Anderson argues that, in its inception, systems of free trade, exchange and enterprise were conceived, and defended, on an egalitarian basis. Markets, as envisioned by Adam Smith, John Locke and the Levellers (a social movement borne out of the English Civil War), were a means to dismantle the old medieval structures of social hierarchy and dependency. The market would champion a new class of 'masterless men', free of the past regime of domination and subordination which they suffered under Church, State and nobility. These self-employed workers would interact with other individuals as equals, with all parties appealing to the others' self-interest in economic transactions, free of servility and patronage.

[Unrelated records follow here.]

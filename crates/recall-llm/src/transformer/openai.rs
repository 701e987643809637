use recall_core::chat::{ChatRequest, ChatResponse, ChatUsage, FinishReason};
use recall_core::types::{Message, Role};
use serde_json::{json, Value};

use crate::error::ConversionError;
use crate::transformer::SchemaTransformer;

/// OpenAI-compatible schema transformer
/// Works with OpenAI, OpenRouter, Azure OpenAI and other compatible providers
pub struct OpenAiTransformer;

impl OpenAiTransformer {
    /// Create a new OpenAI transformer
    pub fn new() -> Self {
        Self
    }

    /// Convert internal Message to OpenAI format
    fn convert_message(&self, msg: &Message) -> Value {
        json!({
            "role": msg.role.as_str(),
            "content": msg.content,
        })
    }
}

impl Default for OpenAiTransformer {
    fn default() -> Self {
        Self::new()
    }
}

impl SchemaTransformer for OpenAiTransformer {
    fn provider_id(&self) -> &str {
        "openai"
    }

    fn transform_request(&self, request: &ChatRequest) -> Result<Value, ConversionError> {
        if request.messages.is_empty() {
            return Err(ConversionError::InvalidFormat(
                "request has no messages".to_string(),
            ));
        }

        let messages: Vec<Value> = request
            .messages
            .iter()
            .map(|m| self.convert_message(m))
            .collect();

        let mut body = json!({
            "model": request.model,
            "messages": messages,
            "stream": false,
        });

        // Add optional parameters
        if let Some(temp) = request.options.temperature {
            body["temperature"] = json!(temp);
        }

        if let Some(max_tokens) = request.options.max_tokens {
            body["max_tokens"] = json!(max_tokens);
        }

        if let Some(top_p) = request.options.top_p {
            body["top_p"] = json!(top_p);
        }

        Ok(body)
    }

    fn parse_response(&self, data: &Value) -> Result<ChatResponse, ConversionError> {
        let id = data["id"].as_str().unwrap_or_default().to_string();
        let model = data["model"].as_str().unwrap_or_default().to_string();

        let choice = data["choices"]
            .get(0)
            .ok_or_else(|| ConversionError::MissingField("choices".to_string()))?;

        let message_data = &choice["message"];
        if let Some(role) = message_data["role"].as_str() {
            let role: Role = role
                .parse()
                .map_err(|e: recall_core::UnknownRole| ConversionError::InvalidFormat(e.to_string()))?;
            if role != Role::Assistant {
                return Err(ConversionError::InvalidFormat(format!(
                    "expected an assistant message, got {}",
                    role
                )));
            }
        }

        let content = message_data["content"]
            .as_str()
            .ok_or_else(|| ConversionError::MissingField("choices[0].message.content".to_string()))?;

        let usage = data
            .get("usage")
            .map(|u| {
                let input = u["prompt_tokens"].as_u64().unwrap_or(0) as u32;
                let output = u["completion_tokens"].as_u64().unwrap_or(0) as u32;
                ChatUsage::new(input, output)
            })
            .unwrap_or_default();

        let finish_reason = FinishReason::from_wire(choice["finish_reason"].as_str());

        Ok(ChatResponse::new(id, model, Message::assistant(content))
            .with_usage(usage)
            .with_finish_reason(finish_reason))
    }
}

However, the inherently egalitarian principles on which free markets were first defended were progressively undermined, Anderson observes, most notably following the Industrial Revolution. The mechanisation of industry and production gave rise to incontestable economies of scale, wielded by the largest business owners. Formerly self-employed individuals struggled to compete in an environment increasingly dominated by large firms and were consequently forced to relinquish their own autonomy to seek wage labour in service of these powerful employers. Anderson suggests that the Industrial Revolution heralded the arrival of an ever-widening gap between employers and employees, stratification of status within firms, and the revival of authoritarian structures, previously seen in feudal society, now commanded by employers. Anderson's evaluation of social relations between individuals, alongside considerations of material distribution, continues a series of contributions she has made to the wider debate around social inequality.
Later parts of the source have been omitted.